医療と介護のサステナビリティ(第3回)

2023年12-2024年1月号

〈話し手〉 渡部 洋一 (わたなべ よういち)

日本赤十字社・業務執行理事/医療事業推進本部長

〈聞き手〉 青山 竜文 (あおやま たつふみ)

株式会社日本政策投資銀行設備投資研究所 上席主任研究員

本連載の3回目は、これまでとは少し違う角度で、「災害救護としての医療」が主たるテーマです。東日本大震災の被災時には福島赤十字病院にて副院長として陣頭指揮を執り、新型コロナへの対応においてもダイヤモンド・プリンセス号での救護活動を現場で行った渡部氏に話を伺いました。
医療機関というのは平時の医療行為と緊急時の医療行為の双方を担う役割があり、日本赤十字社(以下、日赤)はその中心的な役割を果たしてきた公的医療機関です。本稿では、日赤が組織として緊急時のサステナビリティにどのように寄与してきたか、またその経験はどのように活かされているか、という観点でまとめていきたいと思います。

1. 災害医療に対する日本赤十字社の立ち位置

渡部 日赤は災害救護、医療事業等を含め9つの事業(注1)を行っています。その中でも災害救護対応は日赤としても最も大事な事業の一つです。というのも、1877年(明治10年)の西南戦争の際、初代社長となる佐野常民が、田原坂の戦いで薩摩軍の兵士がけがの治療もされずに放置されているのを見て、「敵味方の区別なく負傷者を救助しなければならない」という思いから、政府軍征討総督であった有栖川宮熾仁親王に「博愛社設立」を建議し、即日許可を得て博愛社の活動が始まりました。その後、1886年に日本政府がジュネーヴ条約に加入すると、博愛社は翌1887年(明治20年)に日本赤十字社と改称され現在に至ります。当初は戦時救護を行うことが社則に示されていましたが、1888年(明治21年)に磐梯山噴火が起こると、日本赤十字社病院から3名の医師が麓の猪苗代町に派遣され負傷者の救護を行いました。この活動により磐梯山は「日本赤十字社平時災害救護発祥の地」と呼ばれています。以降、災害救護が日赤の根幹となります。そして、日赤の災害救護の最大の特徴は、「急性期から慢性期まで切れ目のない、息の長い救護活動を行う」ということにあります。

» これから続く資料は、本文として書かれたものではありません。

//! Service trait and the normalized remote-service view

use crate::capability::Capability;
use crate::health::Health;
use async_trait::async_trait;
use chrono::{DateTime, Utc};
use serde::{Deserialize, Serialize};
use std::collections::HashMap;
use std::sync::Arc;

/// Boxed error for service-implementor callbacks.
pub type BoxError = Box<dyn std::error::Error + Send + Sync>;

/// Result type for lifecycle hooks.
pub type ServiceResult = Result<(), BoxError>;

/// A capability-providing unit owned by its creating process.
///
/// The registry holds a non-owning reference (`Arc<dyn Service>`); the
/// business logic behind these calls is opaque to it. `health()`,
/// `initialize()`, and `shutdown()` may suspend at the network boundary;
/// the identity accessors never do.
#[async_trait]
pub trait Service: Send + Sync {
    /// Stable identifier, unique per registry instance.
    fn id(&self) -> &str;

    /// Human-readable display name.
    fn name(&self) -> &str;

    /// Type tag (e.g. "worker", "media").
    fn service_type(&self) -> &str;

    /// The capabilities this service currently advertises.
    fn capabilities(&self) -> Vec<Capability>;

    /// Compute a fresh health report.
    async fn health(&self) -> Result<Health, BoxError>;

    /// Called once when the owning process brings the service up.
    async fn initialize(&self) -> ServiceResult {
        Ok(())
    }

    /// Called during registry shutdown. Best-effort; errors are logged by
    /// the caller, never propagated to other services.
    async fn shutdown(&self) -> ServiceResult {
        Ok(())
    }
}

/// Normalized external view of a service learned from a discovery
/// endpoint.
///
/// Behavior-free: the only operation a discovered service supports is an
/// HTTP health check against its endpoint, performed by the registry's
/// remote proxy. Entries are replaced wholesale each poll cycle, never
/// merged across cycles.
#[derive(Debug, Clone, PartialEq, Serialize, Deserialize)]
pub struct DiscoveredService {
    /// Stable identifier
    pub id: String,

    /// Display name
    pub name: String,

    /// Type tag
    #[serde(rename = "type")]
    pub service_type: String,

    /// Base URL the service is reachable at
    pub endpoint: String,

    /// Advertised capabilities
    #[serde(default)]
    pub capabilities: Vec<Capability>,

    /// Last known health report
    pub health: Health,

    /// Opaque key/value metadata from the descriptor
    #[serde(default)]
    pub metadata: HashMap<String, String>,

    /// When this service was first seen
    pub discovered_at: DateTime<Utc>,

    /// When this service was last present in a poll
    pub last_seen: DateTime<Utc>,
}

/// A uniform capability view over local and remote candidates.
///
/// The matcher ranks anything implementing this trait, so callers can mix
/// in-process services and discovered remote entries in one candidate
/// list.
pub trait CapabilitySource {
    /// Stable identifier of the candidate.
    fn source_id(&self) -> &str;

    /// The candidate's advertised capabilities.
    fn capability_set(&self) -> Vec<Capability>;
}

impl CapabilitySource for DiscoveredService {
    fn source_id(&self) -> &str {
        &self.id
    }

    fn capability_set(&self) -> Vec<Capability> {
        self.capabilities.clone()
    }
}

impl CapabilitySource for Arc<dyn Service> {
    fn source_id(&self) -> &str {
        self.id()
    }

    fn capability_set(&self) -> Vec<Capability> {
        self.capabilities()
    }
}
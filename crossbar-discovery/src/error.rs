//! Discovery poller errors

use thiserror::Error;

/// Errors surfaced by a single endpoint request.
///
/// The poll cycle isolates these per endpoint: a failing endpoint is
/// logged and skipped, never fatal to the cycle.
#[derive(Debug, Error)]
pub enum DiscoveryError {
    #[error("HTTP error: {0}")]
    Http(#[from] reqwest::Error),

    #[error("endpoint {endpoint} returned status {status}")]
    EndpointStatus { endpoint: String, status: u16 },

    #[error("all {attempts} attempts against {endpoint} failed: {last_error}")]
    RetriesExhausted {
        endpoint: String,
        attempts: u32,
        last_error: String,
    },
}
//! Candidate selection over a ranked match list

use crate::matcher::Match;
use std::sync::atomic::{AtomicUsize, Ordering};
use tracing::debug;

/// Strategy for picking one candidate from the qualifying matches.
#[derive(Debug, Clone, Copy, PartialEq, Eq)]
pub enum SelectionStrategy {
    /// Always pick the best-ranked candidate
    First,
    /// Rotate through the qualifying candidates
    RoundRobin,
    /// Pick a qualifying candidate at random
    Random,
}

/// Picks one candidate from an already-ranked match list.
///
/// Selection never re-scores or re-orders: the matcher decides who
/// qualifies, the selector only spreads load across the survivors.
pub struct CandidateSelector {
    strategy: SelectionStrategy,
    round_robin_index: AtomicUsize,
}

impl CandidateSelector {
    /// Create a selector with the given strategy.
    pub fn new(strategy: SelectionStrategy) -> Self {
        Self {
            strategy,
            round_robin_index: AtomicUsize::new(0),
        }
    }

    /// Select one candidate, or `None` when the match list is empty.
    pub fn select<'a, S>(&self, matches: &[Match<'a, S>]) -> Option<&'a S> {
        if matches.is_empty() {
            return None;
        }

        let index = match self.strategy {
            SelectionStrategy::First => 0,
            SelectionStrategy::RoundRobin => {
                self.round_robin_index.fetch_add(1, Ordering::SeqCst) % matches.len()
            }
            SelectionStrategy::Random => {
                use rand::Rng;
                rand::rng().random_range(0..matches.len())
            }
        };

        debug!(strategy = ?self.strategy, index, "Selected candidate");
        matches.get(index).map(|m| m.candidate)
    }
}

impl Default for CandidateSelector {
    fn default() -> Self {
        Self::new(SelectionStrategy::First)
    }
}
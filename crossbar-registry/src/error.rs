//! Registry errors

use thiserror::Error;

/// Errors raised while talking to discovery endpoints.
///
/// These never escape [`discover`](crate::ServiceRegistry::discover):
/// they are caught per endpoint and surfaced as `errors` entries on the
/// result instead.
#[derive(Debug, Error)]
pub enum RegistryError {
    #[error("HTTP error: {0}")]
    Http(#[from] reqwest::Error),

    #[error("endpoint {endpoint} returned status {status}")]
    EndpointStatus { endpoint: String, status: u16 },
}
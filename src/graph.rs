//! An undirected social graph over named nodes.
//!
//! Node names are interned to dense [`NodeId`]s in first-seen order. The adjacency lists are
//! stored in a `Vec` indexed by `NodeId` and grow as new names are seen, so lookups never need
//! to hash a string once a name has been resolved.
//!
//! The graph is built once from an edge list before the simulation starts and is read-only
//! afterwards.

use std::fmt::{self, Display};

use indexmap::IndexSet;

/// A dense identifier for a node of a [`Graph`].
#[derive(Copy, Clone, Debug, PartialEq, Eq, Hash, PartialOrd, Ord)]
pub struct NodeId(pub(crate) usize);

impl NodeId {
    /// The position of this node in insertion order.
    #[must_use]
    pub fn index(self) -> usize {
        self.0
    }
}

impl Display for NodeId {
    fn fmt(&self, f: &mut fmt::Formatter<'_>) -> fmt::Result {
        write!(f, "{}", self.0)
    }
}

/// The underlying storage type representing the neighbors of one node
pub type AdjacencyList = IndexSet<NodeId>;

static EMPTY_ADJACENCY: std::sync::LazyLock<AdjacencyList> =
    std::sync::LazyLock::new(AdjacencyList::new);

#[derive(Default, Debug, Clone)]
pub struct Graph {
    /// Node names; the position of a name is its `NodeId`.
    names: IndexSet<String>,
    /// The backing storage vector for the adjacency lists.
    adjacency_lists: Vec<AdjacencyList>,
    edge_count: usize,
}

impl Graph {
    #[must_use]
    pub fn new() -> Self {
        Self::default()
    }

    /// Builds a graph from `(node_a, node_b)` pairs.
    pub fn from_edges<I, A, B>(edges: I) -> Self
    where
        I: IntoIterator<Item = (A, B)>,
        A: AsRef<str>,
        B: AsRef<str>,
    {
        let mut graph = Self::new();
        for (a, b) in edges {
            graph.add_edge(a.as_ref(), b.as_ref());
        }
        graph
    }

    /// Returns the id for `name`, adding it as an isolated node if it has not been seen.
    pub fn add_node(&mut self, name: &str) -> NodeId {
        if let Some(index) = self.names.get_index_of(name) {
            return NodeId(index);
        }
        let (index, _) = self.names.insert_full(name.to_string());
        self.adjacency_lists.push(AdjacencyList::new());
        NodeId(index)
    }

    /// Inserts the symmetric adjacency `a <-> b`. Inserting the same pair again (in either order)
    /// changes nothing. A self-loop is recorded once.
    pub fn add_edge(&mut self, a: &str, b: &str) {
        let a = self.add_node(a);
        let b = self.add_node(b);
        let inserted = self.adjacency_lists[a.0].insert(b);
        self.adjacency_lists[b.0].insert(a);
        if inserted {
            self.edge_count += 1;
        }
    }

    #[must_use]
    pub fn node_id(&self, name: &str) -> Option<NodeId> {
        self.names.get_index_of(name).map(NodeId)
    }

    /// The name of `node`, or `None` if the id does not belong to this graph.
    #[must_use]
    pub fn name(&self, node: NodeId) -> Option<&str> {
        self.names.get_index(node.0).map(String::as_str)
    }

    /// The neighbors of the node called `name`. Unknown names have no neighbors.
    #[must_use]
    pub fn neighbors(&self, name: &str) -> Vec<&str> {
        match self.node_id(name) {
            Some(node) => self
                .neighbor_ids(node)
                .iter()
                .filter_map(|&neighbor| self.name(neighbor))
                .collect(),
            None => Vec::new(),
        }
    }

    /// The neighbors of `node`, in edge insertion order. Unknown ids have no neighbors.
    #[must_use]
    pub fn neighbor_ids(&self, node: NodeId) -> &AdjacencyList {
        self.adjacency_lists.get(node.0).unwrap_or(&EMPTY_ADJACENCY)
    }

    #[must_use]
    pub fn degree(&self, node: NodeId) -> usize {
        self.neighbor_ids(node).len()
    }

    /// All node names in first-seen order.
    pub fn vertices(&self) -> impl ExactSizeIterator<Item = &str> {
        self.names.iter().map(String::as_str)
    }

    /// All node ids in first-seen order.
    pub fn node_ids(&self) -> impl ExactSizeIterator<Item = NodeId> {
        (0..self.names.len()).map(NodeId)
    }

    /// The number of nodes.
    #[must_use]
    pub fn len(&self) -> usize {
        self.names.len()
    }

    #[must_use]
    pub fn is_empty(&self) -> bool {
        self.names.is_empty()
    }

    /// The number of distinct undirected edges, self-loops included.
    #[must_use]
    pub fn edge_count(&self) -> usize {
        self.edge_count
    }
}
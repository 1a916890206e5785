//! Reads relationship records into a [`Graph`].
//!
//! The edge list is a CSV file with a `source,target` header and one relationship per row:
//!
//! ```text
//! source,target
//! Ada,Grace
//! Grace,Edsger
//! ```

use std::io;
use std::path::Path;

use log::{debug, info};
use serde::Deserialize;

use crate::error::EpiError;
use crate::graph::Graph;

#[derive(Debug, Deserialize)]
pub struct EdgeRecord {
    pub source: String,
    pub target: String,
}

/// Reads edge records from any CSV source.
///
/// # Errors
///
/// Returns an `EpiError` if a row is malformed or names an empty node.
pub fn read_edge_list<R: io::Read>(reader: R) -> Result<Vec<EdgeRecord>, EpiError> {
    let mut reader = csv::ReaderBuilder::new()
        .trim(csv::Trim::All)
        .from_reader(reader);
    let mut records = Vec::new();
    for (row, result) in reader.deserialize().enumerate() {
        let record: EdgeRecord = result?;
        if record.source.is_empty() || record.target.is_empty() {
            return Err(EpiError::EpiError(format!(
                "edge list row {} names an empty node",
                row + 1
            )));
        }
        records.push(record);
    }
    debug!("read {} edge records", records.len());
    Ok(records)
}

/// Builds the graph described by the edge list at `path`.
///
/// # Errors
///
/// Returns an `EpiError` if the file cannot be opened or parsed.
pub fn load_graph(path: &Path) -> Result<Graph, EpiError> {
    info!("Loading edge list from: {}", path.display());
    let file = std::fs::File::open(path)?;
    let records = read_edge_list(file)?;
    let graph = Graph::from_edges(
        records
            .iter()
            .map(|record| (record.source.as_str(), record.target.as_str())),
    );
    info!(
        "loaded {} people and {} relationships",
        graph.len(),
        graph.edge_count()
    );
    Ok(graph)
}
//! Per-node disease state and its display classification.

use serde::{Deserialize, Serialize};
use strum::{Display, EnumIter};

/// The simulation day, counted from the infection of the root on day 0.
pub type Day = u32;

/// The disease state of one node. A node is in exactly one of these at any time.
#[derive(Copy, Clone, Debug, Default, PartialEq, Eq, Hash)]
pub enum DiseaseState {
    #[default]
    Susceptible,
    Infected {
        onset_day: Day,
    },
    Dead,
    Immune {
        since_day: Day,
    },
}

impl DiseaseState {
    #[must_use]
    pub fn is_susceptible(&self) -> bool {
        matches!(self, Self::Susceptible)
    }

    #[must_use]
    pub fn is_infected(&self) -> bool {
        matches!(self, Self::Infected { .. })
    }

    #[must_use]
    pub fn is_dead(&self) -> bool {
        matches!(self, Self::Dead)
    }

    #[must_use]
    pub fn is_immune(&self) -> bool {
        matches!(self, Self::Immune { .. })
    }

    #[must_use]
    pub fn status(&self) -> NodeStatus {
        match self {
            Self::Susceptible => NodeStatus::Normal,
            Self::Infected { .. } => NodeStatus::Infected,
            Self::Dead => NodeStatus::Dead,
            Self::Immune { .. } => NodeStatus::Immune,
        }
    }
}

/// The classification a renderer needs to colour a node.
#[derive(
    Copy, Clone, Debug, PartialEq, Eq, Hash, Serialize, Deserialize, Display, EnumIter,
)]
#[strum(serialize_all = "lowercase")]
#[serde(rename_all = "lowercase")]
pub enum NodeStatus {
    Normal,
    Infected,
    Immune,
    Dead,
}

impl NodeStatus {
    /// The display colour of this status as an RGB hex string.
    #[must_use]
    pub fn color(self) -> &'static str {
        match self {
            NodeStatus::Normal => "#35FFAD",
            NodeStatus::Infected => "#FF4348",
            NodeStatus::Immune => "#7B02FF",
            NodeStatus::Dead => "#000000",
        }
    }
}

/// Number of nodes in each disease state.
#[derive(Copy, Clone, Debug, Default, PartialEq, Eq, Serialize)]
pub struct StateCounts {
    pub susceptible: usize,
    pub infected: usize,
    pub immune: usize,
    pub dead: usize,
}

impl StateCounts {
    pub fn tally<'a>(states: impl IntoIterator<Item = &'a DiseaseState>) -> Self {
        let mut counts = Self::default();
        for state in states {
            match state {
                DiseaseState::Susceptible => counts.susceptible += 1,
                DiseaseState::Infected { .. } => counts.infected += 1,
                DiseaseState::Immune { .. } => counts.immune += 1,
                DiseaseState::Dead => counts.dead += 1,
            }
        }
        counts
    }

    #[must_use]
    pub fn total(&self) -> usize {
        self.susceptible + self.infected + self.immune + self.dead
    }
}
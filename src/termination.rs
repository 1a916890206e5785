//! Decides whether the epidemic is still running.

use crate::disease::DiseaseState;

/// Returns `false` once no node is infected and the population is not a mix of susceptible and
/// immune nodes. A mix can still change as immunity wears off; anything else is settled.
///
/// This gates automatic advancement only. Stepping manually is always allowed.
pub fn is_active<'a>(states: impl IntoIterator<Item = &'a DiseaseState>) -> bool {
    let mut susceptible = false;
    let mut immune = false;
    for state in states {
        match state {
            DiseaseState::Infected { .. } => return true,
            DiseaseState::Susceptible => susceptible = true,
            DiseaseState::Immune { .. } => immune = true,
            DiseaseState::Dead => {}
        }
    }
    susceptible && immune
}
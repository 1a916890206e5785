//! The single-day expansion of the epidemic frontier.
//!
//! Each node on the previous frontier exposes a random subset of its eligible neighbors: those
//! not yet visited and not excluded by the caller (immune nodes, and under the lifetime policy
//! nodes that were reached before). A neighbor on the same frontier stays eligible and counts
//! against the exposure budget, though the tracker ignores the exposure since that node is no
//! longer susceptible. The number of exposures per node is drawn uniformly from
//! `[branching_factor - delta, branching_factor + delta]` and then clipped to the number of
//! eligible neighbors. Once expanded, frontier nodes move to `visited`.
//!
//! This step only computes sets. It never touches disease state; that is the job of
//! [`EpidemicTracker`](crate::tracker::EpidemicTracker).

use indexmap::IndexSet;
use log::trace;
use rand::Rng;

use crate::graph::{Graph, NodeId};
use crate::random::sample_multiple_from_known_length;

/// An insertion-ordered, deduplicated set of nodes.
pub type NodeSet = IndexSet<NodeId>;

/// The frontier/visited bookkeeping carried from one day to the next.
#[derive(Clone, Debug, Default, PartialEq, Eq)]
pub struct SpreadState {
    /// Nodes newly reached on the current day.
    pub frontier: NodeSet,
    /// Nodes whose expansion has already been computed.
    pub visited: NodeSet,
}

impl SpreadState {
    /// The state on day 0: only `root` is on the frontier.
    #[must_use]
    pub fn rooted_at(root: NodeId) -> Self {
        let mut frontier = NodeSet::default();
        frontier.insert(root);
        SpreadState {
            frontier,
            visited: NodeSet::default(),
        }
    }

    /// Drops `node` from both sets.
    pub fn forget(&mut self, node: NodeId) -> bool {
        let in_frontier = self.frontier.shift_remove(&node);
        let in_visited = self.visited.shift_remove(&node);
        in_frontier || in_visited
    }

    #[must_use]
    pub fn contains(&self, node: NodeId) -> bool {
        self.frontier.contains(&node) || self.visited.contains(&node)
    }

    /// Every tracked node: `visited` first, then the frontier nodes not already visited.
    pub fn tracked(&self) -> impl Iterator<Item = NodeId> + '_ {
        self.visited.iter().copied().chain(
            self.frontier
                .iter()
                .copied()
                .filter(|node| !self.visited.contains(node)),
        )
    }
}

/// How many neighbors each frontier node tries to expose.
#[derive(Copy, Clone, Debug, PartialEq, Eq)]
pub struct Branching {
    pub factor: u32,
    pub delta: u32,
}

impl Branching {
    /// Draws an exposure count uniformly from `[factor - delta, factor + delta]` (the lower bound
    /// saturating at zero), clipped to `eligible`.
    pub fn draw<R: Rng>(&self, rng: &mut R, eligible: usize) -> usize {
        if eligible == 0 {
            return 0;
        }
        let low = self.factor.saturating_sub(self.delta);
        let high = self.factor.saturating_add(self.delta);
        let count = if low == high {
            low
        } else {
            rng.random_range(low..=high)
        };
        usize::try_from(count).map_or(eligible, |count| count.min(eligible))
    }
}

/// Computes the next day's frontier and visited sets from the previous ones.
///
/// `is_excluded` marks nodes that cannot be exposed today regardless of the bookkeeping.
pub fn spread_step<R, F>(
    graph: &Graph,
    previous: &SpreadState,
    branching: Branching,
    is_excluded: F,
    rng: &mut R,
) -> SpreadState
where
    R: Rng,
    F: Fn(NodeId) -> bool,
{
    let mut frontier = NodeSet::default();

    for &node in &previous.frontier {
        let eligible: Vec<NodeId> = graph
            .neighbor_ids(node)
            .iter()
            .copied()
            .filter(|neighbor| {
                !previous.visited.contains(neighbor) && !is_excluded(*neighbor)
            })
            .collect();

        let count = branching.draw(rng, eligible.len());
        let exposed = sample_multiple_from_known_length(rng, eligible, count);
        trace!("node {node} exposes {} of its eligible neighbors", exposed.len());
        frontier.extend(exposed);
    }

    let mut visited = previous.visited.clone();
    visited.extend(previous.frontier.iter().copied());

    SpreadState { frontier, visited }
}

#[cfg(test)]
mod tests {
    use rand::rngs::SmallRng;
    use rand::SeedableRng;

    use super::*;

    fn unbounded() -> Branching {
        Branching {
            factor: 10,
            delta: 0,
        }
    }

    fn ids(graph: &Graph, names: &[&str]) -> NodeSet {
        names.iter().map(|n| graph.node_id(n).unwrap()).collect()
    }

    #[test]
    fn path_spreads_one_hop_per_day() {
        let graph = Graph::from_edges([("A", "B"), ("B", "C"), ("C", "D")]);
        let mut rng = SmallRng::seed_from_u64(1);
        let root = graph.node_id("A").unwrap();

        let day1 = spread_step(
            &graph,
            &SpreadState::rooted_at(root),
            unbounded(),
            |_| false,
            &mut rng,
        );
        assert_eq!(day1.frontier, ids(&graph, &["B"]));
        assert_eq!(day1.visited, ids(&graph, &["A"]));

        let day2 = spread_step(&graph, &day1, unbounded(), |_| false, &mut rng);
        assert_eq!(day2.frontier, ids(&graph, &["C"]));
        assert_eq!(day2.visited, ids(&graph, &["A", "B"]));

        let day3 = spread_step(&graph, &day2, unbounded(), |_| false, &mut rng);
        let day4 = spread_step(&graph, &day3, unbounded(), |_| false, &mut rng);
        assert!(day4.frontier.is_empty());
        assert_eq!(day4.visited, ids(&graph, &["A", "B", "C", "D"]));
    }

    #[test]
    fn zero_branching_never_spreads() {
        let graph = Graph::from_edges([("A", "B"), ("A", "C")]);
        let mut rng = SmallRng::seed_from_u64(3);
        let root = graph.node_id("A").unwrap();
        let branching = Branching {
            factor: 0,
            delta: 0,
        };
        let day1 = spread_step(
            &graph,
            &SpreadState::rooted_at(root),
            branching,
            |_| false,
            &mut rng,
        );
        assert!(day1.frontier.is_empty());
        assert_eq!(day1.visited, ids(&graph, &["A"]));
    }

    #[test]
    fn excluded_nodes_are_not_exposed() {
        let graph = Graph::from_edges([("A", "B"), ("A", "C")]);
        let mut rng = SmallRng::seed_from_u64(5);
        let root = graph.node_id("A").unwrap();
        let b = graph.node_id("B").unwrap();
        let day1 = spread_step(
            &graph,
            &SpreadState::rooted_at(root),
            unbounded(),
            |node| node == b,
            &mut rng,
        );
        assert_eq!(day1.frontier, ids(&graph, &["C"]));
    }

    #[test]
    fn frontier_nodes_can_expose_each_other() {
        // B and C are both on the frontier and adjacent.
        let graph = Graph::from_edges([("B", "C"), ("B", "D"), ("C", "E")]);
        let mut rng = SmallRng::seed_from_u64(9);
        let previous = SpreadState {
            frontier: ids(&graph, &["B", "C"]),
            visited: NodeSet::default(),
        };
        let next = spread_step(&graph, &previous, unbounded(), |_| false, &mut rng);
        assert_eq!(next.frontier, ids(&graph, &["C", "D", "B", "E"]));
        assert_eq!(next.visited, ids(&graph, &["B", "C"]));
    }

    #[test]
    fn frontier_neighbor_shares_the_exposure_budget() {
        // B draws one of {C, D}; C can only be reached through B.
        let graph = Graph::from_edges([("B", "C"), ("B", "D")]);
        let c = graph.node_id("C").unwrap();
        let single = Branching {
            factor: 1,
            delta: 0,
        };
        let previous = SpreadState {
            frontier: ids(&graph, &["B", "C"]),
            visited: NodeSet::default(),
        };
        let mut c_exposed = 0;
        for seed in 0..200 {
            let mut rng = SmallRng::seed_from_u64(seed);
            let next = spread_step(&graph, &previous, single, |_| false, &mut rng);
            assert_eq!(next.frontier.len(), 2);
            if next.frontier.contains(&c) {
                c_exposed += 1;
            }
        }
        assert!((50..150).contains(&c_exposed), "C exposed in {c_exposed}/200 runs");
    }

    #[test]
    fn shared_neighbors_are_deduplicated() {
        let graph = Graph::from_edges([("A", "X"), ("B", "X")]);
        let mut rng = SmallRng::seed_from_u64(11);
        let previous = SpreadState {
            frontier: ids(&graph, &["A", "B"]),
            visited: NodeSet::default(),
        };
        let next = spread_step(&graph, &previous, unbounded(), |_| false, &mut rng);
        assert_eq!(next.frontier, ids(&graph, &["X"]));
    }

    #[test]
    fn empty_frontier_stays_empty() {
        let graph = Graph::from_edges([("A", "B")]);
        let mut rng = SmallRng::seed_from_u64(0);
        let previous = SpreadState {
            frontier: NodeSet::default(),
            visited: ids(&graph, &["A"]),
        };
        let next = spread_step(&graph, &previous, unbounded(), |_| false, &mut rng);
        assert!(next.frontier.is_empty());
        assert_eq!(next.visited, previous.visited);
    }

    #[test]
    fn exposure_count_stays_within_bounds() {
        // A star with 20 leaves; R0 = 4 gives delta 2, so 2..=6 leaves per day.
        let edges: Vec<(String, String)> =
            (0..20).map(|i| ("hub".to_string(), format!("leaf{i}"))).collect();
        let graph = Graph::from_edges(edges);
        let root = graph.node_id("hub").unwrap();
        let branching = Branching {
            factor: 4,
            delta: 2,
        };
        let mut seen = std::collections::BTreeSet::new();
        for seed in 0..200 {
            let mut rng = SmallRng::seed_from_u64(seed);
            let next = spread_step(
                &graph,
                &SpreadState::rooted_at(root),
                branching,
                |_| false,
                &mut rng,
            );
            let n = next.frontier.len();
            assert!((2..=6).contains(&n), "exposed {n}");
            seen.insert(n);
        }
        // Every count in the range shows up over 200 seeds.
        assert_eq!(seen.into_iter().collect::<Vec<_>>(), vec![2, 3, 4, 5, 6]);
    }

    #[test]
    fn draw_clips_to_eligible() {
        let mut rng = SmallRng::seed_from_u64(0);
        let branching = Branching {
            factor: 10,
            delta: 5,
        };
        for _ in 0..50 {
            assert!(branching.draw(&mut rng, 3) <= 3);
        }
        assert_eq!(branching.draw(&mut rng, 0), 0);
    }

    #[test]
    fn same_seed_same_spread() {
        let edges: Vec<(String, String)> = (0..30)
            .map(|i| (format!("n{}", i % 7), format!("n{}", (i * 3 + 1) % 13)))
            .collect();
        let graph = Graph::from_edges(edges);
        let root = graph.node_id("n0").unwrap();
        let branching = Branching {
            factor: 2,
            delta: 1,
        };
        let run = |seed| {
            let mut rng = SmallRng::seed_from_u64(seed);
            let mut state = SpreadState::rooted_at(root);
            for _ in 0..5 {
                state = spread_step(&graph, &state, branching, |_| false, &mut rng);
            }
            state
        };
        assert_eq!(run(17), run(17));
    }

    #[test]
    fn forget_and_tracked() {
        let graph = Graph::from_edges([("A", "B"), ("B", "C")]);
        let mut state = SpreadState {
            frontier: ids(&graph, &["C", "A"]),
            visited: ids(&graph, &["A", "B"]),
        };
        assert_eq!(
            state.tracked().collect::<NodeSet>(),
            ids(&graph, &["A", "B", "C"])
        );
        let a = graph.node_id("A").unwrap();
        assert!(state.forget(a));
        assert!(!state.contains(a));
        assert!(!state.forget(a));
    }
}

-具体的にはどのような体制で取り組まれているのでしょうか。

渡部 まず日赤には全国に91の病院があり、そして47都道府県全てに支部があります。日赤全体で救護班を約500班編成しており、救護班要員は約5,200人です。昨今、災害救護ではDisaster Medical Assistance Team:DMAT(以下、DMAT)が有名ですが、赤十字病院の中にもDMATのチームが189班あり、隊員として1,325人が登録されています。
指揮命令系統に関して、赤十字救護班は日赤の都道府県支部、DMATは厚労省や都道府県と違いはありますが、両者は協働して活動します。
皆、もともとの医療施設での業務があるので、その際に出動可能な職員が対応をする形となります。逆に災害救護に出動した人の仕事を、残った職員がカバーします。平時は通常の医療活動をしていますが、定期的に災害救護訓練を行っており、災害が発生すると災害モードに変わる形です。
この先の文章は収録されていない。